Старик привычно сцепил ладони за спиной и сделал шаг в указанном направлении, но вдруг обернулся, глянув ласково и прощально, и громко и ободряюще заговорил:
– Молодец, сынок! Правильно! Я бы на твоем месте точно так себя повел. Да еще послал бы куда подальше. Где раньше был, отец хренов?!
На последних словах голос старика сорвался, и, мотнув головой, он пошел по проходу, сутулясь, тяжелея при каждом шаге, умаляясь в размерах, на глазах старея.
Спустя какое-то время перед твоей клеткой никого не осталось, только писатель продолжал стоять напротив, глядя на тебя прямо и неподвижно своими кислотно-синими очами.
– Ну вы и фрукт, – укоризненно проговорил вдруг он.
4
Знаете, когда я окончательно поверил, что этот необычный человек – мой отец? Когда, сидя в клетке, в моей клетке, в нашей клетке – во время нашего долгого нескладного разговора он скинул с ног свои банные шлепки и остался босой. Ноги были белые, жилистые, словно костяные, и на каждой на подъеме стопы – отчетливая татуировка. На левой начало фразы: «Хочем…», а на правой – ее окончание: «в XXI век» и три жирных восклицательных знака в конце, три – «!!!»
Между тем никакого внешнего сходства между вами не было: ни в лице, ни в фигуре, ни даже в голосе, который, говорят, первым по наследству передается – его голос был сильный, напористый, хриплый, твой – слабый, усталый, высокий, ничего общего – только эта, передавшаяся по наследству глупая мечта.
Заметив твой удивленный взгляд, отец смущенно подобрал под себя длинные ступни и смущенно же объяснил:
– Молодой был, глупый. С чего-то я решил, что тогда все по-другому будет. Эх, дураки мы, русские.
– А я русский? – спросил ты торопливо, почти жадно.
Отец глянул озадаченно:
– А то какой же?
Ты неуверенно пожал плечами.
Отец усмехнулся.
– Мать небось напридумывала. Придумывать она горазда была. Книжков своих начитается, кин насмотрится. (Он говорил: «книжков», он говорил: «кин»!) Артиста одного до жути любила. Ну, тот, который весь лес в одиночку спилил, коммунист-то этот…
– Урбанский…
– Вроде так… Точно так! Фотку мне его показывала, около палатки стоит. «Вот о каком отце я мечтаю для своего сына». Это она мне так говорила… А он что, не русский разве?
– Не знаю. Может быть, еврей? – растерянно предположил ты, без сожаления прощаясь с одной из своих главных детских тайн – тайной отцова образа.
Отец засмеялся, глядя озорно и сочувственно.
– А не помешала бы тебе еврейская хитрость. Может, не осудили бы по сто семнадцатой, не накрутили такой бы срок.
Он перестал смеяться, но смотрел по-прежнему сочувственно, словно твоя русскость прибавляла тебе вины.
– Русский, русей не бывает…
К тому времени ты уже рассказал отцу о своих статьях и даже пытался объяснить, что не совершал приписываемых тебе преступлений, но отец нахмурился и, подняв руку, остановил:
– Ты мне это даже не говори!
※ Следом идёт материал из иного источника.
//! One collect → convert → integrate pass over a single entity kind

use anyhow::Result;
use serde::Serialize;
use std::collections::BTreeMap;
use tracing::info;

use crate::collect::{CollectMeta, CollectOptions, CollectService, Transport};
use crate::config::{EntityMapping, SourceConfig};
use crate::convert::convert;
use crate::filter::Filters;
use crate::integrate::{integrate, Action, IntegrateOptions, IntegrationOutcome};
use crate::schema::EntityKind;
use crate::writer::Store;

#[derive(Debug, Clone, Serialize)]
pub struct PipelineReport {
    pub source: String,
    pub entity: EntityKind,
    pub meta: CollectMeta,
    /// One outcome per collected record, in collection order
    pub outcomes: Vec<IntegrationOutcome>,
    pub summary: BTreeMap<Action, usize>,
}

impl PipelineReport {
    pub fn count(&self, action: Action) -> usize {
        self.summary.get(&action).copied().unwrap_or(0)
    }

    pub fn has_failures(&self) -> bool {
        self.count(Action::Failed) > 0
    }
}

pub struct Pipeline<T: Transport> {
    collector: CollectService<T>,
    store: Store,
}

impl<T: Transport> Pipeline<T> {
    pub fn new(collector: CollectService<T>, store: Store) -> Self {
        Self { collector, store }
    }

    pub fn store(&self) -> &Store {
        &self.store
    }

    /// Collect every matching record, then convert and integrate them one at
    /// a time. A collection failure fails the run before anything is written;
    /// per-record failures are reported as `failed` outcomes.
    pub fn run(
        &mut self,
        source: &SourceConfig,
        entity: &EntityMapping,
        filters: &Filters,
        collect: &CollectOptions,
        options: &IntegrateOptions,
    ) -> Result<PipelineReport> {
        let collection = self.collector.fetch_many(source, entity, filters, collect)?;

        let mut outcomes = Vec::with_capacity(collection.items.len());
        let mut summary = BTreeMap::new();
        for record in &collection.items {
            let data = convert(record, entity, &source.default_language);
            let outcome = integrate(&mut self.store, entity.kind, &data, options);
            *summary.entry(outcome.action).or_insert(0) += 1;
            outcomes.push(outcome);
        }

        info!(
            source = %source.name,
            entity = %entity.kind,
            records = outcomes.len(),
            summary = ?summary,
            "pipeline finished"
        );

        Ok(PipelineReport {
            source: source.name.clone(),
            entity: entity.kind,
            meta: collection.meta,
            outcomes,
            summary,
        })
    }

    /// Same as `run` for one upstream id. `None` when the record does not exist.
    pub fn run_one(
        &mut self,
        source: &SourceConfig,
        entity: &EntityMapping,
        id: i64,
        collect: &CollectOptions,
        options: &IntegrateOptions,
    ) -> Result<Option<IntegrationOutcome>> {
        let Some(record) = self.collector.fetch_one(source, entity, id, collect)? else {
            return Ok(None);
        };
        let data = convert(&record, entity, &source.default_language);
        Ok(Some(integrate(&mut self.store, entity.kind, &data, options)))
    }
}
Мой сын… Чтоб мой сын по сто семнадцатой…
– Мать-то как? – спросил он после недолгого молчания с какой-то особенной мужской серьезностью во взгляде и интонации.
Ты задумался, не зная, как отвечать, и вспомнил вдруг приснившийся накануне сон, электричку и ваш разговор на языке мертвых.
– Мне кажется, она умерла, – тихо проговорил ты.
Отец вскинулся, глядя удивленно и недовольно.
– Что значит – кажется?
– Мне сон приснился, – попытался объяснить ты, но он перебил.
– Снам не верь! Мне тоже на зоне передали, что мать умерла, а она жива еще была. Не верь! Никому не верь, пока справку о смерти не получишь. Понятно?
Ты кивнул и улыбнулся, пряча улыбку – вспомнил справку о смерти своего отца, которую вынимал из шкатулки, когда матери не было дома, разворачивал, как шкурку умершей любимой лягушки, смотрел, гладил, целовал, как будто пытаясь вернуть отца в жизнь, а он, оказывается, был жив, несмотря на справку о собственной смерти, – жив!
«В самом деле, что это я? – подумал ты смущенно и радостно. – Мама жива!», – а она и в самом деле была жива, жива-здорова, более того, собиралась выходить замуж за неведомого Черняева-Бастардова, то ли жулика, то ли сумасшедшего, а скорей и того и другого, с двойной фамилией, но в одном лице, такое нередко бывает – жулик и сумасшедший одновременно.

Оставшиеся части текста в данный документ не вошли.